**ASSIGNMENT:** Using the records below, find every line that includes "expect" and copy it.
+++ EXTRACTED DATA
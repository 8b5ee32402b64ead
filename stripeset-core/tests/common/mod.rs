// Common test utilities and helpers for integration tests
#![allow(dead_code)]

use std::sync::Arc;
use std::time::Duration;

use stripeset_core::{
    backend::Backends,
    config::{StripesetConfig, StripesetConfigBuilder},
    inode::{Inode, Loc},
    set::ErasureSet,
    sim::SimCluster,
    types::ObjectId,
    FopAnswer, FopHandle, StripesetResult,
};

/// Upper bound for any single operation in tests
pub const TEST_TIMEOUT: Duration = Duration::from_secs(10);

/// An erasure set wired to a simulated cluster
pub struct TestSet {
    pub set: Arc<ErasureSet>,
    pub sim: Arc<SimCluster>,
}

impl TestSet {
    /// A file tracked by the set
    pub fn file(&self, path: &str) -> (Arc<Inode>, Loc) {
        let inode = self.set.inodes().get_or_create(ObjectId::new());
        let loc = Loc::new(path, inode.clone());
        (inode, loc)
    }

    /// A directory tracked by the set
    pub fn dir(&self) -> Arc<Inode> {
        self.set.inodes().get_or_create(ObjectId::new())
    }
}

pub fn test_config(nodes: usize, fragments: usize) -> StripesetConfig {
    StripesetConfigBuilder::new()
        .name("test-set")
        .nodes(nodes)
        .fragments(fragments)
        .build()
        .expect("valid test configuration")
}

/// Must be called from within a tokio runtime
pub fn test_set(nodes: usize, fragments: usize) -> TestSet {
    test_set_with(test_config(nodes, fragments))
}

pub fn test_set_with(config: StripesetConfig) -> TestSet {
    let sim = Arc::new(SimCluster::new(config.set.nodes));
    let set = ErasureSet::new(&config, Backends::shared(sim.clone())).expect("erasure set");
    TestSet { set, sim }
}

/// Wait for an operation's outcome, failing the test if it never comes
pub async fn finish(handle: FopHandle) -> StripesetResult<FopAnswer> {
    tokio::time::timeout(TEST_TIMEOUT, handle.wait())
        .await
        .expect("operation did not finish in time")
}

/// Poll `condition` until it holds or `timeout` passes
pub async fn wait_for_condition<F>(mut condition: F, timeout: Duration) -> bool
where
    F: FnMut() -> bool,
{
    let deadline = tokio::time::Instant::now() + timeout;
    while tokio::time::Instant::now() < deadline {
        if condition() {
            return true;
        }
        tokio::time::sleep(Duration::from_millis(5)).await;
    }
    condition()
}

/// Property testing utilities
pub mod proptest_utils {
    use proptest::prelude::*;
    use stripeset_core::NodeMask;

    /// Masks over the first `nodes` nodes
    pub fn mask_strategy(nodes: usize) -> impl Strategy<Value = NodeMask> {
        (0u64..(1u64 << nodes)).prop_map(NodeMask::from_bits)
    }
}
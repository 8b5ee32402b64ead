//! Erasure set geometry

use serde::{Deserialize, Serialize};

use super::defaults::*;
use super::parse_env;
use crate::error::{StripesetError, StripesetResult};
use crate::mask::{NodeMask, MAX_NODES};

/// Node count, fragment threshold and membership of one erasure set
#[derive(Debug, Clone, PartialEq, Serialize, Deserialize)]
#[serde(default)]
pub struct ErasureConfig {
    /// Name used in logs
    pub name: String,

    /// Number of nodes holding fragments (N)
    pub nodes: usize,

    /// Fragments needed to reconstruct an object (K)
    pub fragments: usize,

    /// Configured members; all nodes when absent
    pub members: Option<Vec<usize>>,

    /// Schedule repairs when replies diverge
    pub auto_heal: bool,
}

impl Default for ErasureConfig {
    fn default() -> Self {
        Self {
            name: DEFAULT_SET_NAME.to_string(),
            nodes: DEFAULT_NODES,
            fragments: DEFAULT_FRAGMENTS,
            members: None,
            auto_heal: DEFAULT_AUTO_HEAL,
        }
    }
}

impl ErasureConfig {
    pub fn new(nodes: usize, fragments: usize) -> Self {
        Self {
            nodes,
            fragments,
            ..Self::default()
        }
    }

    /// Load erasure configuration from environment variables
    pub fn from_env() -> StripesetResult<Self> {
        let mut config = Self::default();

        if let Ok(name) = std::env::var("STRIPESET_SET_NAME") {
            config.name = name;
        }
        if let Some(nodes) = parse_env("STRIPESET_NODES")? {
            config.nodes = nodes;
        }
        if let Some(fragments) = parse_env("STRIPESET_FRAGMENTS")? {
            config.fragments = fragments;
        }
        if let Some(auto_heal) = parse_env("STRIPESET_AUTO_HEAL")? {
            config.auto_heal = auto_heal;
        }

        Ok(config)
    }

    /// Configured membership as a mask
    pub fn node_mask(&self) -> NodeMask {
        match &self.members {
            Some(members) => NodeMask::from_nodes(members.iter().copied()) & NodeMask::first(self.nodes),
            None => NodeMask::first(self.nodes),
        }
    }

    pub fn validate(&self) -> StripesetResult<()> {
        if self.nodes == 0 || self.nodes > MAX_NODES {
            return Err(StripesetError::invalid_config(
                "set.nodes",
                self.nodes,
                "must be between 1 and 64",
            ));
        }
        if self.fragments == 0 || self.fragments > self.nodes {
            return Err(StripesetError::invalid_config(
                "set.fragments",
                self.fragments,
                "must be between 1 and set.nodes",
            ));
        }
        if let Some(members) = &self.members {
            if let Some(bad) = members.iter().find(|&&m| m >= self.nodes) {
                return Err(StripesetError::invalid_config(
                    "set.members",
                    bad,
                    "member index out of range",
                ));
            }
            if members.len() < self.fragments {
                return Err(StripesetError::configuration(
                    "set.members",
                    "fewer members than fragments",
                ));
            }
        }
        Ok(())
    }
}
++++++
**SOLVED PROBLEM:**
        .expect("valid test configuration")
    let set = ErasureSet::new(&config, Backends::shared(sim.clone())).expect("erasure set");
        .expect("operation did not finish in time")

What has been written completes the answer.